Published on 10:38 AM, March 07, 2013

Egypt court suspends April parliamentary

A court in Egypt has suspended the parliamentary elections which had been scheduled to begin next month.

The Cairo Administrative Court said the electoral law promulgated by President Mohammed Morsi needed to be reviewed by the Supreme Constitutional Court.

Morsi said he respected the ruling and that an appeal was unlikely.

He had announced last month that the elections for the People's Assembly would take place in four stages over two months, starting on 22 April.

The main opposition coalition, the National Salvation Front (NSF), subsequently said it would boycott the polls because the electoral law favoured the president's Islamist allies - a claim the president denied.

The NSF also expressed concern that the elections would be neither free nor fair.

They were called by the president only weeks after more than 70 people were killed in clashes between security forces and opposition supporters at protests held across the country to mark the second anniversary of the revolution which removed Hosni Mubarak.

On Wednesday, the security chief in Port Said was dismissed following renewed clashes between demonstrators and police.
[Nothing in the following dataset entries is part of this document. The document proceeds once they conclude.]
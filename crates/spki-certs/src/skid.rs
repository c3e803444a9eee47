//! Subject key identifiers (SKIDs) derived from public keys.
//!
//! RFC 5280, section 4.2.1.2 outlines the SHA-1 hash of the public key as one
//! method to generate key identifiers. Some CA tooling instead expects the
//! full-length SHA-256 digest. Both are supported and selected per issuance
//! via [`SkidPolicy`]. The digest is computed over the complete DER-encoded
//! SubjectPublicKeyInfo.
use std::str::FromStr;

use serde::{Deserialize, Serialize};
use sha1::{Digest, Sha1};
use sha2::Sha256;
use snafu::{OptionExt, ResultExt, Snafu};
use x509_cert::{
    der::{Encode, asn1::OctetString},
    ext::pkix::SubjectKeyIdentifier,
    spki::SubjectPublicKeyInfoOwned,
};

use crate::ErrorKind;

pub type Result<T, E = Error> = std::result::Result<T, E>;

#[derive(Debug, Snafu)]
pub enum Error {
    #[snafu(display("unsupported subject key identifier policy {policy:?}, expected hash or sha256"))]
    UnsupportedPolicy { policy: String },

    #[snafu(display("failed to encode the SubjectPublicKeyInfo"))]
    EncodePublicKeyInfo { source: x509_cert::der::Error },

    #[snafu(display("failed to wrap the key identifier in an OCTET STRING"))]
    EncodeKeyIdentifier { source: x509_cert::der::Error },
}

impl Error {
    pub fn kind(&self) -> ErrorKind {
        match self {
            Error::UnsupportedPolicy { .. } => ErrorKind::UnsupportedPolicy,
            Error::EncodePublicKeyInfo { .. } | Error::EncodeKeyIdentifier { .. } => {
                ErrorKind::SigningError
            }
        }
    }
}

/// Selects the digest used to derive a subject key identifier.
#[derive(
    Clone,
    Copy,
    Debug,
    Default,
    PartialEq,
    Eq,
    Deserialize,
    Serialize,
    strum::Display,
    strum::EnumString,
)]
pub enum SkidPolicy {
    /// The legacy 160-bit SHA-1 digest (20 bytes).
    #[serde(rename = "hash")]
    #[strum(serialize = "hash")]
    ShortHash,

    /// The 256-bit SHA-256 digest (32 bytes).
    #[default]
    #[serde(rename = "sha256")]
    #[strum(serialize = "sha256")]
    FullHash,
}

impl SkidPolicy {
    /// Parses the policy name as sent by clients, `hash` or `sha256`.
    pub fn parse(policy: &str) -> Result<Self> {
        Self::from_str(policy)
            .ok()
            .context(UnsupportedPolicySnafu { policy })
    }

    /// The length of derived identifiers in bytes.
    pub fn digest_len(self) -> usize {
        match self {
            SkidPolicy::ShortHash => 20,
            SkidPolicy::FullHash => 32,
        }
    }
}

/// Derives the key identifier from a DER-encoded SubjectPublicKeyInfo.
pub fn derive(public_key_der: &[u8], policy: SkidPolicy) -> Vec<u8> {
    match policy {
        SkidPolicy::ShortHash => Sha1::digest(public_key_der).to_vec(),
        SkidPolicy::FullHash => Sha256::digest(public_key_der).to_vec(),
    }
}

/// Same as [`derive`], but takes the policy by name.
pub fn derive_with_policy_name(public_key_der: &[u8], policy: &str) -> Result<Vec<u8>> {
    SkidPolicy::parse(policy).map(|policy| derive(public_key_der, policy))
}

/// Builds the SubjectKeyIdentifier extension for the given public key.
pub fn subject_key_identifier(
    public_key_info: &SubjectPublicKeyInfoOwned,
    policy: SkidPolicy,
) -> Result<SubjectKeyIdentifier> {
    let der = public_key_info.to_der().context(EncodePublicKeyInfoSnafu)?;
    let key_identifier =
        OctetString::new(derive(&der, policy)).context(EncodeKeyIdentifierSnafu)?;

    Ok(SubjectKeyIdentifier(key_identifier))
}
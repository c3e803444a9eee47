//! Abstraction layer around the [`ed25519_dalek`] crate.
//!
//! The dalek types neither know their X.509 signature algorithm identifier
//! nor how their signatures are placed into a certificate. Both are provided
//! by the thin wrappers in this module, so that Ed25519 keys can be used with
//! the [`x509_cert::builder`] just like the RustCrypto RSA and ECDSA keys.
use const_oid::db::rfc8410::ID_ED_25519;
use ed25519_dalek::pkcs8::{DecodePrivateKey, EncodePrivateKey};
use rand_core::{CryptoRngCore, OsRng};
use snafu::{ResultExt, Snafu};
use tracing::instrument;
use x509_cert::{
    der::{AnyRef, asn1::BitString, pem::LineEnding},
    spki::{AlgorithmIdentifier, SignatureAlgorithmIdentifier, SignatureBitStringEncoding},
};
use zeroize::Zeroizing;

/// The PEM label of PKCS#8 encoded private keys.
pub const PKCS8_PEM_LABEL: &str = "PRIVATE KEY";

/// Ed25519 keys always have 256 bits.
pub const KEY_SIZE: usize = 256;

pub type Result<T, E = Error> = std::result::Result<T, E>;

#[derive(Debug, Snafu)]
pub enum Error {
    #[snafu(display("failed to serialize Ed25519 key as PEM-encoded PKCS8"))]
    SerializeKeyToPem { source: ed25519_dalek::pkcs8::Error },

    #[snafu(display("failed to deserialize Ed25519 key from PEM-encoded PKCS8"))]
    DeserializeKeyFromPem { source: ed25519_dalek::pkcs8::Error },
}

#[derive(Debug)]
pub struct SigningKey(ed25519_dalek::SigningKey);

impl SigningKey {
    #[instrument(name = "create_ed25519_signing_key")]
    pub fn new() -> Self {
        let mut csprng = OsRng;
        Self::new_with_rng(&mut csprng)
    }

    #[instrument(name = "create_ed25519_signing_key_custom_rng", skip_all)]
    pub fn new_with_rng<R>(csprng: &mut R) -> Self
    where
        R: CryptoRngCore + Sized,
    {
        Self(ed25519_dalek::SigningKey::generate(csprng))
    }

    pub fn verifying_key(&self) -> ed25519_dalek::VerifyingKey {
        self.0.verifying_key()
    }

    pub fn to_pkcs8_pem(&self, line_ending: LineEnding) -> Result<Zeroizing<String>> {
        self.0
            .to_pkcs8_pem(line_ending)
            .context(SerializeKeyToPemSnafu)
    }

    #[instrument(name = "create_ed25519_signing_key_from_pkcs8_pem", skip_all)]
    pub fn from_pkcs8_pem(input: &str) -> Result<Self> {
        let signing_key =
            ed25519_dalek::SigningKey::from_pkcs8_pem(input).context(DeserializeKeyFromPemSnafu)?;

        Ok(Self(signing_key))
    }
}

impl Default for SigningKey {
    fn default() -> Self {
        Self::new()
    }
}

impl signature::Keypair for SigningKey {
    type VerifyingKey = ed25519_dalek::VerifyingKey;

    fn verifying_key(&self) -> Self::VerifyingKey {
        self.0.verifying_key()
    }
}

impl signature::Signer<Signature> for SigningKey {
    fn try_sign(&self, msg: &[u8]) -> std::result::Result<Signature, signature::Error> {
        signature::Signer::<ed25519_dalek::Signature>::try_sign(&self.0, msg).map(Signature)
    }
}

/// Ed25519 (RFC 8410) uses the bare algorithm OID without parameters.
impl SignatureAlgorithmIdentifier for SigningKey {
    type Params = AnyRef<'static>;

    const SIGNATURE_ALGORITHM_IDENTIFIER: AlgorithmIdentifier<Self::Params> = AlgorithmIdentifier {
        oid: ID_ED_25519,
        parameters: None,
    };
}

/// An Ed25519 signature which can be embedded into certificates.
#[derive(Clone, Debug, PartialEq, Eq)]
pub struct Signature(ed25519_dalek::Signature);

impl SignatureBitStringEncoding for Signature {
    fn to_bitstring(&self) -> x509_cert::der::Result<BitString> {
        BitString::from_bytes(&self.0.to_bytes())
    }
}
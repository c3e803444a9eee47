//! Installs the global tracing subscriber of the spki binaries.
//!
//! Two outputs are supported, each with its own level filter:
//!
//! - Human readable (or JSON) events on stderr, so stdout stays free for
//!   command output.
//! - JSON events in rolling log files, written by a background worker.
//!
//! The level of each output defaults to a value chosen by the binary and can
//! be overridden with an environment variable using the [`EnvFilter`] syntax,
//! for example `CONSOLE_LOG_LEVEL=spki_store=debug,info`.
use std::path::PathBuf;

use snafu::{ResultExt as _, Snafu};
use tracing::{level_filters::LevelFilter, subscriber::SetGlobalDefaultError};
use tracing_appender::{
    non_blocking::WorkerGuard,
    rolling::{InitError, RollingFileAppender, Rotation},
};
use tracing_subscriber::{EnvFilter, Layer, Registry, layer::SubscriberExt};

pub type Result<T, E = Error> = std::result::Result<T, E>;

#[derive(Debug, Snafu)]
pub enum Error {
    #[snafu(display("failed to initialize the rolling log file appender"))]
    InitRollingFileAppender { source: InitError },

    #[snafu(display("unable to set the global default subscriber"))]
    SetGlobalDefaultSubscriber { source: SetGlobalDefaultError },
}

/// A default level which an environment variable may override.
#[derive(Clone, Copy, Debug, PartialEq, Eq)]
pub struct LevelOverride {
    pub environment_variable: &'static str,
    pub default_level: LevelFilter,
}

impl LevelOverride {
    pub fn new(environment_variable: &'static str, default_level: LevelFilter) -> Self {
        Self {
            environment_variable,
            default_level,
        }
    }

    fn env_filter(self) -> EnvFilter {
        EnvFilter::builder()
            .with_env_var(self.environment_variable)
            .with_default_directive(self.default_level.into())
            .from_env_lossy()
    }
}

#[cfg_attr(feature = "clap", derive(clap::ValueEnum))]
#[derive(Clone, Copy, Debug, Default, PartialEq, Eq, strum::Display, strum::EnumString)]
#[strum(serialize_all = "PascalCase")]
pub enum ConsoleFormat {
    #[default]
    Plain,
    Json,
}

#[derive(Clone, Debug, PartialEq, Eq)]
pub struct ConsoleOutput {
    pub level: LevelOverride,
    pub format: ConsoleFormat,
}

#[derive(Clone, Debug, PartialEq, Eq)]
pub struct FileOutput {
    pub level: LevelOverride,
    pub directory: PathBuf,
    pub rotation_period: RotationPeriod,

    /// Older files are deleted once this many exist. Keeps all files if unset.
    pub max_log_files: Option<usize>,
}

/// The configured tracing outputs.
///
/// Calling [`Tracing::init`] installs the subscriber and returns the instance
/// again, which then acts as a guard: as long as it is alive file events are
/// written, dropping it flushes the remaining ones. Bind it to a named
/// variable, `let _ = ...` drops it right away.
///
/// ```
/// use spki_telemetry::tracing::{TelemetryOptions, Tracing};
/// use tracing::level_filters::LevelFilter;
///
/// let _tracing_guard =
///     Tracing::pre_configured("spki", LevelFilter::INFO, TelemetryOptions::default())
///         .init()
///         .expect("failed to initialize tracing");
///
/// tracing::info!("ready");
/// ```
pub struct Tracing {
    service_name: &'static str,
    console: Option<ConsoleOutput>,
    file: Option<FileOutput>,

    file_log_guard: Option<WorkerGuard>,
}

impl Tracing {
    /// Overrides the console level.
    pub const CONSOLE_LOG_LEVEL: &str = "CONSOLE_LOG_LEVEL";
    /// Overrides the file level.
    pub const FILE_LOG_LEVEL: &str = "FILE_LOG_LEVEL";
    /// Log files are named `<service name>.<timestamp>.<suffix>`.
    pub const FILE_LOG_SUFFIX: &str = "tracing-rs.json";

    /// Creates an instance without any output.
    pub fn new(service_name: &'static str) -> Self {
        Self {
            service_name,
            console: None,
            file: None,
            file_log_guard: None,
        }
    }

    pub fn with_console_output(mut self, console: impl Into<Option<ConsoleOutput>>) -> Self {
        self.console = console.into();
        self
    }

    pub fn with_file_output(mut self, file: impl Into<Option<FileOutput>>) -> Self {
        self.file = file.into();
        self
    }

    /// Console output unless disabled, plus file output if a directory is set.
    /// Both start at `default_level`.
    pub fn pre_configured(
        service_name: &'static str,
        default_level: LevelFilter,
        options: TelemetryOptions,
    ) -> Self {
        let console = (!options.console_log_disabled).then(|| ConsoleOutput {
            level: LevelOverride::new(Self::CONSOLE_LOG_LEVEL, default_level),
            format: options.console_log_format.unwrap_or_default(),
        });
        let file = options.file_log_directory.map(|directory| FileOutput {
            level: LevelOverride::new(Self::FILE_LOG_LEVEL, default_level),
            directory,
            rotation_period: options.file_log_rotation_period.unwrap_or_default(),
            max_log_files: options.file_log_max_files,
        });

        Self::new(service_name)
            .with_console_output(console)
            .with_file_output(file)
    }

    pub fn init(mut self) -> Result<Self> {
        let mut layers: Vec<Box<dyn Layer<Registry> + Send + Sync>> = Vec::new();

        if let Some(console) = &self.console {
            let layer = tracing_subscriber::fmt::layer().with_writer(std::io::stderr);
            let layer = match console.format {
                ConsoleFormat::Plain => layer.with_filter(console.level.env_filter()).boxed(),
                ConsoleFormat::Json => layer
                    .json()
                    .with_filter(console.level.env_filter())
                    .boxed(),
            };
            layers.push(layer);
        }

        if let Some(file) = &self.file {
            let mut appender = RollingFileAppender::builder()
                .rotation(file.rotation_period.into())
                .filename_prefix(self.service_name)
                .filename_suffix(Self::FILE_LOG_SUFFIX);
            if let Some(max_log_files) = file.max_log_files {
                appender = appender.max_log_files(max_log_files);
            }
            let appender = appender
                .build(&file.directory)
                .context(InitRollingFileAppenderSnafu)?;

            let (writer, guard) = tracing_appender::non_blocking(appender);
            self.file_log_guard = Some(guard);

            layers.push(
                tracing_subscriber::fmt::layer()
                    .json()
                    .with_writer(writer)
                    .with_filter(file.level.env_filter())
                    .boxed(),
            );
        }

        if !layers.is_empty() {
            tracing::subscriber::set_global_default(tracing_subscriber::registry().with(layers))
                .context(SetGlobalDefaultSubscriberSnafu)?;
        }

        Ok(self)
    }
}

impl Drop for Tracing {
    fn drop(&mut self) {
        if self.file_log_guard.is_some() {
            tracing::debug!(
                service.name = self.service_name,
                "flushing file logs and shutting down the writer"
            );
        }
    }
}

/// Telemetry command line arguments, flattened into the binaries' CLIs when
/// the `clap` feature is enabled.
#[cfg_attr(feature = "clap", derive(clap::Args))]
#[derive(Debug, Default, PartialEq, Eq)]
pub struct TelemetryOptions {
    /// Disable console logs.
    #[cfg_attr(feature = "clap", arg(long, env))]
    pub console_log_disabled: bool,

    /// Format of the console logs.
    #[cfg_attr(feature = "clap", arg(long, env, value_name = "FORMAT"))]
    pub console_log_format: Option<ConsoleFormat>,

    /// Enable logging to files located in the specified DIRECTORY.
    #[cfg_attr(
        feature = "clap",
        arg(long, env, value_name = "DIRECTORY", group = "file_log")
    )]
    pub file_log_directory: Option<PathBuf>,

    /// Time PERIOD after which log files are rolled over.
    #[cfg_attr(
        feature = "clap",
        arg(long, env, value_name = "PERIOD", requires = "file_log")
    )]
    pub file_log_rotation_period: Option<RotationPeriod>,

    /// Maximum NUMBER of log files to keep, older ones are deleted.
    #[cfg_attr(
        feature = "clap",
        arg(long, env, value_name = "NUMBER", requires = "file_log")
    )]
    pub file_log_max_files: Option<usize>,
}

#[cfg_attr(feature = "clap", derive(clap::ValueEnum))]
#[derive(Clone, Copy, Debug, Default, PartialEq, Eq, strum::Display, strum::EnumString)]
#[strum(serialize_all = "PascalCase")]
pub enum RotationPeriod {
    Minutely,
    Hourly,
    Daily,

    #[default]
    Never,
}

impl From<RotationPeriod> for Rotation {
    fn from(value: RotationPeriod) -> Self {
        match value {
            RotationPeriod::Minutely => Self::MINUTELY,
            RotationPeriod::Hourly => Self::HOURLY,
            RotationPeriod::Daily => Self::DAILY,
            RotationPeriod::Never => Self::NEVER,
        }
    }
}

#[cfg(test)]
mod tests {
    use std::str::FromStr;

    use rstest::rstest;

    use super::*;

    #[test]
    fn nothing_enabled_by_default() {
        let tracing = Tracing::new("spki");

        assert!(tracing.console.is_none());
        assert!(tracing.file.is_none());
    }

    #[rstest]
    #[case(false, true)]
    #[case(true, false)]
    fn console_output(#[case] disabled: bool, #[case] enabled: bool) {
        let tracing = Tracing::pre_configured("spki", LevelFilter::INFO, TelemetryOptions {
            console_log_disabled: disabled,
            ..TelemetryOptions::default()
        });

        assert_eq!(tracing.console.is_some(), enabled);
        assert!(tracing.file.is_none());
    }

    #[rstest]
    #[case(None, ConsoleFormat::Plain)]
    #[case(Some(ConsoleFormat::Plain), ConsoleFormat::Plain)]
    #[case(Some(ConsoleFormat::Json), ConsoleFormat::Json)]
    fn console_format(#[case] requested: Option<ConsoleFormat>, #[case] expected: ConsoleFormat) {
        let tracing = Tracing::pre_configured("spki", LevelFilter::INFO, TelemetryOptions {
            console_log_format: requested,
            ..TelemetryOptions::default()
        });

        assert_eq!(tracing.console.as_ref().unwrap().format, expected);
    }

    #[test]
    fn file_output() {
        let tracing = Tracing::pre_configured("spki", LevelFilter::WARN, TelemetryOptions {
            console_log_disabled: true,
            file_log_directory: Some(PathBuf::from("/var/log/spki")),
            file_log_rotation_period: Some(RotationPeriod::Daily),
            file_log_max_files: Some(7),
            ..TelemetryOptions::default()
        });

        assert!(tracing.console.is_none());
        assert_eq!(
            tracing.file,
            Some(FileOutput {
                level: LevelOverride::new(Tracing::FILE_LOG_LEVEL, LevelFilter::WARN),
                directory: PathBuf::from("/var/log/spki"),
                rotation_period: RotationPeriod::Daily,
                max_log_files: Some(7),
            })
        );
    }

    #[test]
    fn later_outputs_replace_earlier_ones() {
        let tracing = Tracing::new("spki")
            .with_console_output(ConsoleOutput {
                level: LevelOverride::new("A", LevelFilter::TRACE),
                format: ConsoleFormat::Plain,
            })
            .with_console_output(ConsoleOutput {
                level: LevelOverride::new("B", LevelFilter::DEBUG),
                format: ConsoleFormat::Json,
            });

        let console = tracing.console.as_ref().unwrap();
        assert_eq!(console.level.environment_variable, "B");
        assert_eq!(console.format, ConsoleFormat::Json);
    }

    #[rstest]
    #[case("Minutely", RotationPeriod::Minutely)]
    #[case("Hourly", RotationPeriod::Hourly)]
    #[case("Never", RotationPeriod::Never)]
    fn parse_rotation_period(#[case] input: &str, #[case] expected: RotationPeriod) {
        assert_eq!(RotationPeriod::from_str(input).unwrap(), expected);
    }

    #[test]
    fn parse_console_format() {
        assert_eq!(ConsoleFormat::from_str("Json").unwrap(), ConsoleFormat::Json);
        assert_eq!(ConsoleFormat::Plain.to_string(), "Plain");
    }
}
The coastal city has seen repeated outbreaks of violence since January, when death sentences were handed down to 39 people arrested after a riot at its football stadium last year which left more than 70 people dead.

'Respect for constitution'

The administrative court said it had ordered the elections to be suspended because the Islamist-dominated upper house of parliament, the Shura Council, had not returned the electoral law to the Supreme Constitutional Court for final review after amending it in February.

Instead, the court said, the Shura Council had sent the law to Morsi for ratification.

Morsi's legal adviser initially said the presidency would appeal, but it later issued a statement saying it respected the court's decision.

"The Presidency respects Administrative Court ruling to suspend Lower House Elections & refer Elections Law back to the Constitutional Court," it wrote on Twitter in English.

Another tweet said: "The Presidency reaffirms its respect for the Constitution, Rule of Law and Separation of Powers."

Morsi's opponents said the ruling was further proof that the president and his Muslim Brotherhood were mismanaging the country and seeking a monopoly on power.

"The mess continues courtesy of epic failure of governance,'' NSF leader Mohamed ElBaradei wrote on Twitter in English.

"Ignorance and manipulation of the essence of the state of law are the characteristics of a fascistic state. The president continues to speak about legitimacy," he added in Arabic.

The elections have been called because Egyptians voted in December in favour of a controversial new constitution, which requires that the process begins within two months. The last polls saw the Muslim Brotherhood's political wing, the Freedom and Justice Party (FJP), win 43% of the seats in the People's Assembly and 59% of the seats in the Shura Council.